Associate Director/Director, Biostatistics

Location
Hayward, CA, United States
Posted
Sep 15, 2020
Ref
104
Hotbed
Biotech Bay
Required Education
Doctorate/PHD/MD
Position Type
Full time
The Position

Arcus Biosciences is seeking a(n) (Associate) Director of Biostatistics with broad responsibility for providing high-quality statistical expertise to assigned clinical projects at Arcus. He or she will look beyond the purely statistical aspects, collaborating to promote rigor in the planning, conduct, and analysis of experiments, as well as to guide the interpretation and reporting of results.

The position will report into the Head of Biometrics and will interact with a diverse group of internal and external stakeholders. Demonstrated ability to prioritize work and to effectively communicate with collaborators both within Biometrics and beyond (research, translational science, clinical science, clinical operations and regulatory) is a must.

The (Associate) Director of Biostatistics will operate at the program- and study-levels, with the exact disease areas and molecules to be matched on prior experience and interest.

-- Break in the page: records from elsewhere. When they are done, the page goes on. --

use serde_derive::{Deserialize, Serialize};
use std::{fmt, io, marker};
use ufg_derive::Validate;

use crate::path::Path;
use crate::validation::Validate;
use crate::{
    buffer, extensions, texture, validation, Accessor, Animation, Asset, Buffer, Camera, Extras,
    Image, Material, Mesh, Node, Scene, Skin, Texture, Value,
};

/// Helper trait for retrieving top-level objects by a universal identifier.
pub trait Get<T> {
    /// Retrieves a single value at the given index.
    fn get(&self, id: Index<T>) -> Option<&T>;
}

/// Represents an offset into an array of type `T` owned by the root glTF
/// object.
pub struct Index<T>(u32, marker::PhantomData<fn() -> T>);

/// The root object of a glTF 2.0 asset.
#[derive(Clone, Debug, Default, Deserialize, Serialize, Validate)]
pub struct Root {
    /// An array of accessors.
    #[serde(default)]
    #[serde(skip_serializing_if = "Vec::is_empty")]
    pub accessors: Vec<Accessor>,

    /// An array of keyframe animations.
    #[serde(default)]
    #[serde(skip_serializing_if = "Vec::is_empty")]
    pub animations: Vec<Animation>,

    /// Metadata about the glTF asset.
    pub asset: Asset,

    /// An array of buffers.
    #[serde(default)]
    #[serde(skip_serializing_if = "Vec::is_empty")]
    pub buffers: Vec<Buffer>,

    /// An array of buffer views.
    #[serde(default, rename = "bufferViews")]
    #[serde(skip_serializing_if = "Vec::is_empty")]
    pub buffer_views: Vec<buffer::View>,

    /// An array of cameras.
    #[serde(default)]
    #[serde(skip_serializing_if = "Vec::is_empty")]
    pub cameras: Vec<Camera>,

    /// Extension specific data.
    #[serde(default, skip_serializing_if = "Option::is_none")]
    pub extensions: Option<extensions::root::Root>,

    /// Optional application specific data.
    #[serde(default, skip_serializing_if = "Option::is_none")]
    pub extras: Extras,

    /// Names of glTF extensions used somewhere in this asset.
    #[serde(default, rename = "extensionsUsed")]
    #[serde(skip_serializing_if = "Vec::is_empty")]
    pub extensions_used: Vec<String>,

    /// Names of glTF extensions required to properly load this asset.
    #[serde(default, rename = "extensionsRequired")]
    #[serde(skip_serializing_if = "Vec::is_empty")]
    pub extensions_required: Vec<String>,

    /// An array of images.
    #[serde(default)]
    #[serde(skip_serializing_if = "Vec::is_empty")]
    pub images: Vec<Image>,

    /// An array of materials.
    #[serde(default)]
    #[serde(skip_serializing_if = "Vec::is_empty")]
    pub materials: Vec<Material>,

    /// An array of meshes.
    #[serde(default)]
    #[serde(skip_serializing_if = "Vec::is_empty")]
    pub meshes: Vec<Mesh>,

    /// An array of nodes.
    #[serde(default)]
    #[serde(skip_serializing_if = "Vec::is_empty")]
    pub nodes: Vec<Node>,

    /// An array of samplers.
    #[serde(default)]
    #[serde(skip_serializing_if = "Vec::is_empty")]
    pub samplers: Vec<texture::Sampler>,

    /// The default scene.
    #[serde(skip_serializing_if = "Option::is_none")]
    pub scene: Option<Index<Scene>>,

    /// An array of scenes.
    #[serde(default)]
    #[serde(skip_serializing_if = "Vec::is_empty")]
    pub scenes: Vec<Scene>,

    /// An array of skins.
    #[serde(default)]
    #[serde(skip_serializing_if = "Vec::is_empty")]
    pub skins: Vec<Skin>,

    /// An array of textures.
    #[serde(default)]
    #[serde(skip_serializing_if = "Vec::is_empty")]
    pub textures: Vec<Texture>,
}

impl Root {
    /// Returns a single item from the root object.
    pub fn get<T>(&self, index: Index<T>) -> Option<&T>
    where
        Self: Get<T>,
    {
        (self as &dyn Get<T>).get(index)
    }

    /// Deserialize from a JSON string slice.
    #[allow(clippy::should_implement_trait)]
    pub fn from_str(str_: &str) -> Result<Self, crate::Error> {
        serde_json::from_str(str_)
    }

    /// Deserialize from a JSON byte slice.
    pub fn from_slice(slice: &[u8]) -> Result<Self, crate::Error> {
        serde_json::from_slice(slice)
    }

    /// Deserialize from a stream of JSON.
    pub fn from_reader<R>(reader: R) -> Result<Self, crate::Error>
    where
        R: io::Read,
    {
        serde_json::from_reader(reader)
    }

    /// Serialize as a `String` of JSON.
    #[allow(clippy::inherent_to_string)]
    pub fn to_string(&self) -> Result<String, crate::Error> {
        serde_json::to_string(self)
    }

    /// Serialize as a generic JSON value.
    pub fn to_value(&self) -> Result<Value, crate::Error> {
        serde_json::to_value(self)
    }

    /// Serialize as a JSON byte vector.
    pub fn to_vec(&self) -> Result<Vec<u8>, crate::Error> {
        serde_json::to_vec(self)
    }

    /// Validate the entire tree, collecting every report.
    pub fn validate_tree(&self) -> Vec<(Path, validation::Error)> {
        let mut errors = Vec::new();
        self.validate(self, Path::new, &mut |path, error| {
            errors.push((path(), error));
        });
        errors
    }
}

impl<T> Index<T> {
    /// Creates a new `Index` representing an offset into an array containing
    /// `T`.
    pub fn new(value: u32) -> Self {
        Index(value, marker::PhantomData)
    }

    /// Returns the internal offset value.
    pub fn value(&self) -> usize {
        self.0 as usize
    }
}

impl<T> Clone for Index<T> {
    fn clone(&self) -> Self {
        *self
    }
}

impl<T> Copy for Index<T> {}

impl<T> PartialEq for Index<T> {
    fn eq(&self, other: &Self) -> bool {
        self.0 == other.0
    }
}

impl<T> Eq for Index<T> {}

impl<T> PartialOrd for Index<T> {
    fn partial_cmp(&self, other: &Self) -> Option<std::cmp::Ordering> {
        Some(self.cmp(other))
    }
}

impl<T> Ord for Index<T> {
    fn cmp(&self, other: &Self) -> std::cmp::Ordering {
        self.0.cmp(&other.0)
    }
}

impl<T> std::hash::Hash for Index<T> {
    fn hash<H: std::hash::Hasher>(&self, state: &mut H) {
        self.0.hash(state)
    }
}

impl<T> serde::Serialize for Index<T> {
    fn serialize<S>(&self, serializer: S) -> Result<S::Ok, S::Error>
    where
        S: serde::Serializer,
    {
        serializer.serialize_u64(self.value() as u64)
    }
}

impl<'de, T> serde::Deserialize<'de> for Index<T> {
    fn deserialize<D>(deserializer: D) -> Result<Self, D::Error>
    where
        D: serde::Deserializer<'de>,
    {
        struct Visitor<T>(marker::PhantomData<T>);
        impl<'de, T> serde::de::Visitor<'de> for Visitor<T> {
            type Value = Index<T>;

            fn expecting(&self, formatter: &mut fmt::Formatter) -> fmt::Result {
                formatter.write_str("index into child of root")
            }

            fn visit_u64<E>(self, value: u64) -> Result<Self::Value, E>
            where
                E: serde::de::Error,
            {
                if value < u32::MAX as u64 {
                    Ok(Index::new(value as u32))
                } else {
                    Err(E::custom("index out of range"))
                }
            }

            // Non-conforming exporters write lossless floats for integer
            // fields; accept them, reject anything fractional or negative.
            fn visit_f64<E>(self, value: f64) -> Result<Self::Value, E>
            where
                E: serde::de::Error,
            {
                if value >= 0.0 && value.fract() == 0.0 && value < u32::MAX as f64 {
                    Ok(Index::new(value as u32))
                } else {
                    Err(E::custom("expected a non-negative integer index"))
                }
            }
        }
        deserializer.deserialize_u64(Visitor::<T>(marker::PhantomData))
    }
}

impl<T> fmt::Debug for Index<T> {
    fn fmt(&self, f: &mut fmt::Formatter) -> fmt::Result {
        write!(f, "{}", self.0)
    }
}

impl<T> fmt::Display for Index<T> {
    fn fmt(&self, f: &mut fmt::Formatter) -> fmt::Result {
        write!(f, "{}", self.0)
    }
}

impl<T: Validate> Validate for Index<T>
where
    Root: Get<T>,
{
    fn validate<P, R>(&self, root: &Root, path: P, report: &mut R)
    where
        P: Fn() -> Path + Clone,
        R: FnMut(&dyn Fn() -> Path, validation::Error),
    {
        if root.get(*self).is_none() {
            report(&path, validation::Error::IndexOutOfBounds);
        }
    }
}

macro_rules! impl_get {
    ($ty:ty, $field:ident) => {
        impl Get<$ty> for Root {
            fn get(&self, index: Index<$ty>) -> Option<&$ty> {
                self.$field.get(index.value())
            }
        }
    };
}

impl_get!(Accessor, accessors);
impl_get!(Animation, animations);
impl_get!(Buffer, buffers);
impl_get!(buffer::View, buffer_views);
impl_get!(Camera, cameras);
impl_get!(Image, images);
impl_get!(Material, materials);
impl_get!(Mesh, meshes);
impl_get!(Node, nodes);
impl_get!(texture::Sampler, samplers);
impl_get!(Scene, scenes);
impl_get!(Skin, skins);
impl_get!(Texture, textures);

All disease areas span multiple stages and phases of development, including both early proof-of-concept studies as well as late-stage clinical trials.

This is a unique opportunity to join a small but growing Biometrics team investigating a diverse portfolio of (immuno-)oncology therapeutics. The ideal candidate will come with industry experience and be able to quickly integrate into teams as well as to contribute to the growth, buildout and infrastructure of the Biometrics department.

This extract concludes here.